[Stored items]
########

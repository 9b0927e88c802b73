//! Turn scenario definitions into live simulation objects.

use oar_core::{OarError, OarResult};
use oar_sim::{Command, Schedule, ScheduledCommand, SimOptions, SimResult};
use oar_vessel::{Boat, Propelled, RowingBoat};

use crate::schema::{ActionDef, EventDef, SimDef, VesselDef};

pub fn build_vessel(def: &VesselDef) -> OarResult<Box<dyn Propelled>> {
    let vessel: Box<dyn Propelled> = match *def {
        VesselDef::Rowing {
            max_weight_kg,
            weight_kg,
            rowers,
            max_rowing_frequency_hz,
            max_speed_mps,
            max_rotation_deg_s,
            rower_force_n,
        } => {
            let rowers = u32::try_from(rowers).map_err(|_| OarError::InvalidParameter {
                what: "number_of_rowers",
                value: rowers as f64,
            })?;
            Box::new(RowingBoat::new(
                max_weight_kg,
                weight_kg,
                rowers,
                max_rowing_frequency_hz,
                max_speed_mps,
                max_rotation_deg_s,
                rower_force_n,
            )?)
        }
        VesselDef::Boat {
            max_weight_kg,
            weight_kg,
            max_speed_mps,
            max_rotation_deg_s,
            max_force_n,
        } => Box::new(Boat::new(
            max_weight_kg,
            weight_kg,
            max_speed_mps,
            max_rotation_deg_s,
            max_force_n,
        )?),
    };
    Ok(vessel)
}

pub fn build_schedule(events: &[EventDef]) -> SimResult<Schedule> {
    let commands = events
        .iter()
        .map(|event| ScheduledCommand {
            time_s: event.time_s,
            command: match event.action {
                ActionDef::SetAcceleration { value } => Command::SetAcceleration(value),
                ActionDef::SetRotation { value } => Command::SetRotation(value),
            },
        })
        .collect();
    Schedule::new(commands)
}

pub fn sim_options(def: &SimDef) -> SimOptions {
    let defaults = SimOptions::default();
    SimOptions {
        dt: def.dt_s,
        t_end: def.t_end_s,
        max_steps: def.max_steps.unwrap_or(defaults.max_steps),
        record_every: def.record_every,
    }
}

#[cfg(test)]
mod tests {
    use super::*;

    #[test]
    fn negative_crew_is_invalid_parameter() {
        let def = VesselDef::Rowing {
            max_weight_kg: 500.0,
            weight_kg: 300.0,
            rowers: -1,
            max_rowing_frequency_hz: 2.0,
            max_speed_mps: 10.0,
            max_rotation_deg_s: 90.0,
            rower_force_n: 150.0,
        };
        let err = build_vessel(&def).err().unwrap();
        assert!(err.is_invalid_parameter());
    }

    #[test]
    fn generic_boat_built() {
        let def = VesselDef::Boat {
            max_weight_kg: 500.0,
            weight_kg: 300.0,
            max_speed_mps: 10.0,
            max_rotation_deg_s: 90.0,
            max_force_n: 600.0,
        };
        let vessel = build_vessel(&def).unwrap();
        assert!(vessel.is_afloat());
    }

    #[test]
    fn options_from_def() {
        let opts = sim_options(&SimDef {
            dt_s: 0.5,
            t_end_s: 3.0,
            record_every: 2,
            max_steps: None,
        });
        assert_eq!(opts.dt, 0.5);
        assert_eq!(opts.t_end, 3.0);
        assert_eq!(opts.record_every, 2);
        assert_eq!(opts.max_steps, SimOptions::default().max_steps);
    }
}
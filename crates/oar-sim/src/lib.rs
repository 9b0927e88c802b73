//! Fixed-step simulation of vessels under a timed control schedule.
//!
//! Provides:
//! - `Schedule` of timed throttle and steering commands
//! - `run_sim` fixed-step runner for any `Propelled` vessel
//! - `SimRecord` time series with summary helpers and CSV export

pub mod error;
pub mod record;
pub mod schedule;
pub mod sim;

pub use error::{SimError, SimResult};
pub use record::{SimRecord, VesselSnapshot};
pub use schedule::{Command, Schedule, ScheduleCursor, ScheduledCommand};
pub use sim::{SimOptions, run_sim};
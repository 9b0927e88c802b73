//! Simulation runner.

use oar_vessel::Propelled;
use tracing::{info, warn};

use crate::error::{SimError, SimResult};
use crate::record::{SimRecord, VesselSnapshot};
use crate::schedule::Schedule;

/// Slack used when comparing simulation times.
pub(crate) const TIME_EPS: f64 = 1e-9;

/// Options for simulation runs.
#[derive(Clone, Debug)]
pub struct SimOptions {
    /// Fixed time step (seconds)
    pub dt: f64,
    /// Final simulation time (seconds)
    pub t_end: f64,
    /// Maximum number of steps (safety limit)
    pub max_steps: usize,
    /// Record every N-th step (decimation)
    pub record_every: usize,
}

impl Default for SimOptions {
    fn default() -> Self {
        Self {
            dt: 0.1,
            t_end: 10.0,
            max_steps: 100_000,
            record_every: 1,
        }
    }
}

impl SimOptions {
    pub fn validate(&self) -> SimResult<()> {
        if !(self.dt.is_finite() && self.dt > 0.0) {
            return Err(SimError::InvalidArg {
                what: "dt must be positive",
            });
        }
        if !(self.t_end.is_finite() && self.t_end >= 0.0) {
            return Err(SimError::InvalidArg {
                what: "t_end must be non-negative",
            });
        }
        if self.max_steps == 0 {
            return Err(SimError::InvalidArg {
                what: "max_steps must be positive",
            });
        }
        if self.record_every == 0 {
            return Err(SimError::InvalidArg {
                what: "record_every must be positive",
            });
        }
        Ok(())
    }
}

/// Drive `vessel` from t = 0 to `opts.t_end` in fixed steps.
///
/// Commands due at or before the current time are applied before each step.
/// The last step is shortened so the run ends exactly at `t_end`, and commands
/// due at that final time are applied before the final state is recorded. The
/// initial state, every `record_every`-th step and the final state are
/// recorded.
pub fn run_sim<V: Propelled + ?Sized>(
    vessel: &mut V,
    schedule: &Schedule,
    opts: &SimOptions,
) -> SimResult<SimRecord> {
    opts.validate()?;

    if !vessel.is_afloat() {
        warn!("vessel is sunk, it will not move");
    }
    info!(
        dt = opts.dt,
        t_end = opts.t_end,
        commands = schedule.len(),
        "simulation started"
    );

    let mut t = 0.0;
    let mut record = SimRecord::default();
    record.push(t, VesselSnapshot::capture(vessel));

    let mut cursor = schedule.cursor();
    let mut step = 0;
    while opts.t_end - t > TIME_EPS && step < opts.max_steps {
        cursor.apply_due(vessel, t);

        let h = opts.dt.min(opts.t_end - t);
        vessel.advance(h)?;
        t = if opts.t_end - (t + h) <= TIME_EPS {
            opts.t_end
        } else {
            t + h
        };
        step += 1;

        if step % opts.record_every == 0 {
            record.push(t, VesselSnapshot::capture(vessel));
        }
    }

    // Commands due at the final time still take effect in the final state
    let late = cursor.apply_due(vessel, t);

    // Always record final state
    if step % opts.record_every != 0 {
        record.push(t, VesselSnapshot::capture(vessel));
    } else if late > 0 {
        record.replace_last(VesselSnapshot::capture(vessel));
    }

    if step >= opts.max_steps && opts.t_end - t > TIME_EPS {
        warn!(steps = step, t, "step limit reached before t_end");
    }
    info!(steps = step, t, "simulation finished");

    Ok(record)
}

########

_ASSIGNED TASK_: Write out the data above again, word for word.

_TASK RESPONSE_:
repository 9b0927e88c802b73
//! Turn scenario definitions into live simulation objects.

use oar_core::{OarError, OarResult};
use oar_sim::{Command, Schedule, ScheduledCommand, SimOptions, SimResult};
use oar_vessel::{Boat, Propelled, RowingBoat};

use crate::schema::{ActionDef, EventDef, SimDef, VesselDef};

pub fn build_vessel(def: &VesselDef) -> OarResult<Box<dyn Propelled>> {
    let vessel: Box<dyn Propelled> = match *def {
        VesselDef::Rowing {
            max_weight_kg,
            weight_kg,
            rowers,
            max_rowing_frequency_hz,
            max_speed_mps,
            max_rotation_deg_s,
            rower_force_n,
        } => {
            let rowers = u32::try_from(rowers).map_err(|_| OarError::InvalidParameter {
                what: "number_of_rowers",
                value: rowers as f64,
            })?;
            Box::new(RowingBoat::new(
                max_weight_kg,
                weight_kg,
                rowers,
                max_rowing_frequency_hz,
                max_speed_mps,
                max_rotation_deg_s,
                rower_force_n,
            )?)
        }
        VesselDef::Boat {
            max_weight_kg,
            weight_kg,
            max_speed_mps,
            max_rotation_deg_s,
            max_force_n,
        } => Box::new(Boat::new(
            max_weight_kg,
            weight_kg,
            max_speed_mps,
            max_rotation_deg_s,
            max_force_n,
        )?),
    };
    Ok(vessel)
}

pub fn build_schedule(events: &[EventDef]) -> SimResult<Schedule> {
    let commands = events
        .iter()
        .map(|event| ScheduledCommand {
            time_s: event.time_s,
            command: match event.action {
                ActionDef::SetAcceleration { value } => Command::SetAcceleration(value),
                ActionDef::SetRotation { value } => Command::SetRotation(value),
            },
        })
        .collect();
    Schedule::new(commands)
}

pub fn sim_options(def: &SimDef) -> SimOptions {
    let defaults = SimOptions::default();
    SimOptions {
        dt: def.dt_s,
        t_end: def.t_end_s,
        max_steps: def.max_steps.unwrap_or(defaults.max_steps),
        record_every: def.record_every,
    }
}

#[cfg(test)]
mod tests {
    use super::*;

    #[test]
    fn negative_crew_is_invalid_parameter() {
        let def = VesselDef::Rowing {
            max_weight_kg: 500.0,
            weight_kg: 300.0,
            rowers: -1,
            max_rowing_frequency_hz: 2.0,
            max_speed_mps: 10.0,
            max_rotation_deg_s: 90.0,
            rower_force_n: 150.0,
        };
        let err = build_vessel(&def).err().unwrap();
        assert!(err.is_invalid_parameter());
    }

    #[test]
    fn generic_boat_built() {
        let def = VesselDef::Boat {
            max_weight_kg: 500.0,
            weight_kg: 300.0,
            max_speed_mps: 10.0,
            max_rotation_deg_s: 90.0,
            max_force_n: 600.0,
        };
        let vessel = build_vessel(&def).unwrap();
        assert!(vessel.is_afloat());
    }

    #[test]
    fn options_from_def() {
        let opts = sim_options(&SimDef {
            dt_s: 0.5,
            t_end_s: 3.0,
            record_every: 2,
            max_steps: None,
        });
        assert_eq!(opts.dt, 0.5);
        assert_eq!(opts.t_end, 3.0);
        assert_eq!(opts.record_every, 2);
        assert_eq!(opts.max_steps, SimOptions::default().max_steps);
    }
}
filename crates/oar-sim/src/lib.rs
repository 9b0927e88c802b73
//! Fixed-step simulation of vessels under a timed control schedule.
//!
//! Provides:
//! - `Schedule` of timed throttle and steering commands
//! - `run_sim` fixed-step runner for any `Propelled` vessel
//! - `SimRecord` time series with summary helpers and CSV export

pub mod error;
pub mod record;
pub mod schedule;
pub mod sim;

pub use error::{SimError, SimResult};
pub use record::{SimRecord, VesselSnapshot};
pub use schedule::{Command, Schedule, ScheduleCursor, ScheduledCommand};
pub use sim::{SimOptions, run_sim};
repository 9b0927e88c802b73
//! Simulation runner.

use oar_vessel::Propelled;
use tracing::{info, warn};

use crate::error::{SimError, SimResult};
use crate::record::{SimRecord, VesselSnapshot};
use crate::schedule::Schedule;

/// Slack used when comparing simulation times.
pub(crate) const TIME_EPS: f64 = 1e-9;

/// Options for simulation runs.
#[derive(Clone, Debug)]
pub struct SimOptions {
    /// Fixed time step (seconds)
    pub dt: f64,
    /// Final simulation time (seconds)
    pub t_end: f64,
    /// Maximum number of steps (safety limit)
    pub max_steps: usize,
    /// Record every N-th step (decimation)
    pub record_every: usize,
}

impl Default for SimOptions {
    fn default() -> Self {
        Self {
            dt: 0.1,
            t_end: 10.0,
            max_steps: 100_000,
            record_every: 1,
        }
    }
}

impl SimOptions {
    pub fn validate(&self) -> SimResult<()> {
        if !(self.dt.is_finite() && self.dt > 0.0) {
            return Err(SimError::InvalidArg {
                what: "dt must be positive",
            });
        }
        if !(self.t_end.is_finite() && self.t_end >= 0.0) {
            return Err(SimError::InvalidArg {
                what: "t_end must be non-negative",
            });
        }
        if self.max_steps == 0 {
            return Err(SimError::InvalidArg {
                what: "max_steps must be positive",
            });
        }
        if self.record_every == 0 {
            return Err(SimError::InvalidArg {
                what: "record_every must be positive",
            });
        }
        Ok(())
    }
}

/// Drive `vessel` from t = 0 to `opts.t_end` in fixed steps.
///
/// Commands due at or before the current time are applied before each step.
/// The last step is shortened so the run ends exactly at `t_end`, and commands
/// due at that final time are applied before the final state is recorded. The
/// initial state, every `record_every`-th step and the final state are
/// recorded.
pub fn run_sim<V: Propelled + ?Sized>(
    vessel: &mut V,
    schedule: &Schedule,
    opts: &SimOptions,
) -> SimResult<SimRecord> {
    opts.validate()?;

    if !vessel.is_afloat() {
        warn!("vessel is sunk, it will not move");
    }
    info!(
        dt = opts.dt,
        t_end = opts.t_end,
        commands = schedule.len(),
        "simulation started"
    );

    let mut t = 0.0;
    let mut record = SimRecord::default();
    record.push(t, VesselSnapshot::capture(vessel));

    let mut cursor = schedule.cursor();
    let mut step = 0;
    while opts.t_end - t > TIME_EPS && step < opts.max_steps {
        cursor.apply_due(vessel, t);

        let h = opts.dt.min(opts.t_end - t);
        vessel.advance(h)?;
        t = if opts.t_end - (t + h) <= TIME_EPS {
            opts.t_end
        } else {
            t + h
        };
        step += 1;

        if step % opts.record_every == 0 {
            record.push(t, VesselSnapshot::capture(vessel));
        }
    }

    // Commands due at the final time still take effect in the final state
    let late = cursor.apply_due(vessel, t);

    // Always record final state
    if step % opts.record_every != 0 {
        record.push(t, VesselSnapshot::capture(vessel));
    } else if late > 0 {
        record.replace_last(VesselSnapshot::capture(vessel));
    }

    if step >= opts.max_steps && opts.t_end - t > TIME_EPS {
        warn!(steps = step, t, "step limit reached before t_end");
    }
    info!(steps = step, t, "simulation finished");

    Ok(record)
}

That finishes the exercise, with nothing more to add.